In the summer of 2020, I went to the doctor feeling unwell, completely unaware that I was about to face a nine-month battle for both my life and my daughter’s. After a brief 30-minute visit at urgent care, the doctor shared unexpected news: I was pregnant. The shock hit me immediately, but it was quickly replaced by a sense of joy and anticipation. After taking a moment to process, I called my boyfriend in and told him—I was pregnant. He was initially stunned, but soon shared my excitement, dreaming with me about our growing family. I was just three weeks along when I found out. At the time, I thought, This isn’t too bad, it will pass. I assumed my queasiness was early morning sickness—but I was about to learn just how cruel reality could be.
What started as vomiting roughly 20 times a day escalated quickly.
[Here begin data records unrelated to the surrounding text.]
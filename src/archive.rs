//! High-level [`RtfdArchive`] API — the primary embedding surface.
//!
//! ```no_run
//! use rtfd::archive::{Parsed, RtfdArchive};
//!
//! let mut ar = RtfdArchive::open_path("bundle.bin")?;
//! if ar.is_valid() {
//!     for entry in ar.parse_entries()? {
//!         println!("{} ({} bytes)", entry.path, entry.data.len());
//!     }
//! }
//! match ar.parse(false)? {
//!     Parsed::Tree(root) => println!("{} file(s)", root.file_count()),
//!     Parsed::Entries(_) => unreachable!(),
//! }
//! # Ok::<(), Box<dyn std::error::Error>>(())
//! ```

use std::fs::File;
use std::io::{BufReader, Cursor, Read, Seek, SeekFrom};
use std::path::Path;

use tracing::debug;

use crate::directory::{read_directory_with, DecodeOptions};
use crate::error::FormatError;
use crate::flatten::FlattenedEntry;
use crate::header::Header;
use crate::node::Node;
use crate::recovery::{self, LegacyBlock};

/// Result of [`RtfdArchive::parse`].
#[derive(Debug, Clone, PartialEq, Eq)]
pub enum Parsed {
    Tree(Node),
    Entries(Vec<FlattenedEntry<'static>>),
}

/// A parser bound to one seekable byte source.
///
/// The offset the source was at when opened is remembered, and every parse
/// starts from there, so one handle can be parsed any number of times.
pub struct RtfdArchive<R: Read + Seek> {
    reader:  R,
    start:   u64,
    options: DecodeOptions,
}

impl RtfdArchive<BufReader<File>> {
    /// Open a bundle stored in a file.
    pub fn open_path<P: AsRef<Path>>(path: P) -> Result<Self, FormatError> {
        let file = File::open(path)?;
        Self::open(BufReader::new(file))
    }
}

impl RtfdArchive<Cursor<Vec<u8>>> {
    /// Parse a bundle already held in memory.
    pub fn from_bytes(bytes: impl Into<Vec<u8>>) -> Self {
        Self {
            reader:  Cursor::new(bytes.into()),
            start:   0,
            options: DecodeOptions::default(),
        }
    }
}

impl<R: Read + Seek> RtfdArchive<R> {
    /// Bind to `reader` at its current position.
    pub fn open(mut reader: R) -> Result<Self, FormatError> {
        let start = reader.stream_position()?;
        Ok(Self { reader, start, options: DecodeOptions::default() })
    }

    pub fn with_options(mut self, options: DecodeOptions) -> Self {
        self.options = options;
        self
    }

    pub fn options(&self) -> &DecodeOptions {
        &self.options
    }

    /// Check the preamble without disturbing the source.  The cursor is put
    /// back where it was whatever the outcome.
    pub fn is_valid(&mut self) -> bool {
        let Ok(pos) = self.reader.stream_position() else {
            return false;
        };
        let valid = self
            .reader
            .seek(SeekFrom::Start(self.start))
            .map_err(FormatError::from)
            .and_then(|_| Header::read(&mut self.reader))
            .is_ok();
        let restored = self.reader.seek(SeekFrom::Start(pos)).is_ok();
        valid && restored
    }

    /// Decode the whole bundle.  With `flatten` set the tree is walked into
    /// `(path, bytes)` entries before being returned.
    pub fn parse(&mut self, flatten: bool) -> Result<Parsed, FormatError> {
        let root = self.parse_tree()?;
        if flatten {
            Ok(Parsed::Entries(owned_entries(&root)))
        } else {
            Ok(Parsed::Tree(root))
        }
    }

    /// Decode the whole bundle into its tree.
    pub fn parse_tree(&mut self) -> Result<Node, FormatError> {
        self.reader.seek(SeekFrom::Start(self.start))?;
        let header = Header::read(&mut self.reader)?;
        debug!(root_type = header.root_type, "header ok");
        read_directory_with(&mut self.reader, &self.options)
    }

    /// Decode the whole bundle into flattened entries.
    pub fn parse_entries(&mut self) -> Result<Vec<FlattenedEntry<'static>>, FormatError> {
        let root = self.parse_tree()?;
        Ok(owned_entries(&root))
    }

    /// Alternate strategy: recover single-file wrappers by searching for the
    /// metadata marker instead of decoding records.  See
    /// [`crate::recovery::scanner`].
    pub fn scan_markers(&mut self) -> Result<Vec<LegacyBlock>, FormatError> {
        self.reader.seek(SeekFrom::Start(self.start))?;
        let mut data = Vec::new();
        self.reader.read_to_end(&mut data)?;
        Ok(recovery::scan(&data))
    }

    pub fn into_inner(self) -> R {
        self.reader
    }
}

fn owned_entries(root: &Node) -> Vec<FlattenedEntry<'static>> {
    root.flatten("").map(FlattenedEntry::into_owned).collect()
}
Within weeks, I was vomiting more than 80 times daily. Dehydration landed me in the emergency room multiple times, often unable to keep even water down. Doctors and family members repeatedly offered the same suggestions: drink more water, eat crackers, try ginger. Nothing worked. Many assumed I was exaggerating or just couldn’t handle pregnancy. At seven weeks, desperate for answers, I saw a nurse practitioner. By then, I had already lost over twenty pounds. That appointment changed everything.
I was diagnosed with Hyperemesis Gravidarum (HG)—a rare and potentially life-threatening condition affecting only about 2% of pregnancies. Even with this diagnosis, proper treatment was slow to come. ER visits became a near-daily routine. Despite telling medical staff about my HG, I was often met with disbelief, degrading remarks, and dismissive attitudes. I became completely bedbound. Walking to the bathroom felt impossible. I lost a devastating 36% of my body weight—58 pounds—in a short period. My muscles atrophied, my bones weakened, and my body began to fail me.
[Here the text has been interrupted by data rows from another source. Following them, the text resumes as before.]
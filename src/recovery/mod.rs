//! Heuristic recovery without structural decoding.
//!
//! The scanner here never walks directory records; it searches a flat buffer
//! for the byte pattern that surrounds single-file wrappers.  It is an
//! alternate strategy for damaged bundles and is only used when selected
//! explicitly.

pub mod scanner;

pub use scanner::{scan, LegacyBlock, COMBINED_MARKER};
The mistreatment didn’t end with weight loss. One day, after going over 24 hours without holding down any food or liquid, I returned to the ER. The doctor I saw dismissed me outright. “Time to cut the dramatics and drink some water,” he said, despite knowing my HG diagnosis. Later, as I signed discharge papers, he told me, “The emergency room is for emergencies only.” I left in tears, shattered and hopeless. That evening, my boyfriend came home, and I confided that I didn’t think I could endure another day. I cried myself to sleep, fearing what the next day might bring.
The very next day, my condition worsened. Following a nurse’s urgent advice, I returned to the ER, tachycardic and severely dehydrated. This visit led to my first hospital admission, where my medications were adjusted and I was placed on continuous IV fluids, including banana bags. It was the beginning of multiple hospitalizations, eventually establishing a regular infusion schedule. My infusion nurses became my lifeline—they cared for me with such compassion that they even hosted my baby shower. Over the course of my pregnancy, I spent more than 100 days in hospitals.
During this time, I endured 104 IVs before receiving a PICC line for fluids, medications, and nutrition. I suffered complications including a ruptured esophagus, severe anemia, early organ failure, and permanent heart damage at just 19 years old. I lost 58 pounds and faced relentless physical and emotional pain. I spent nearly every day confined to bed, staring at walls in hospitals or at home, wondering if either of us—my daughter or I—would survive. Some days, I prayed I wouldn’t wake up. Hyperemesis Gravidarum is devastating in ways that are almost impossible to describe to anyone who hasn’t lived it. It changes lives forever.
Finally, on March 16, 2021, my long and grueling battle ended. After 26 hours of labor, I welcomed my miracle baby girl, weighing a healthy 7.1 pounds. She was my reason for fighting through every IV, every tear, and every moment of despair. She and I survived together. My daughter is as much a survivor as I am, and every hardship we endured was worth it.
Today, I am a stay-at-home mom and an advocate for HG patients and survivors. I have regained nearly all the weight I lost, reversed my muscle atrophy, and while I still experience food and drink aversions, I am able to eat and drink normally again. Reflecting on my journey brings a flood of emotions—grief, relief, empowerment, and awe at how far we’ve come.
I share my story to raise awareness about HG. Every case matters, whether mild, moderate, or severe. Even women who have mild cases can face severe complications in subsequent pregnancies. Lack of proper medical care nearly cost both my life and my daughter’s, and tragically, many women still die from HG. Friends, family, and medical professionals must educate themselves, support those suffering, and take their symptoms seriously.
If you are caring for someone with HG, small remedies like crackers or ginger are not enough. Advocate fiercely, offer support, and ensure medical staff understand the severity. Those battling HG are warriors, facing a fight most cannot imagine. To my fellow survivors and current patients: you are extraordinary. To families who have lost loved ones to HG, my heart is with you. And to my HG sisters, along with your tougHGuys and tougHGirls—you are nothing short of warriors, and your strength is inspiring.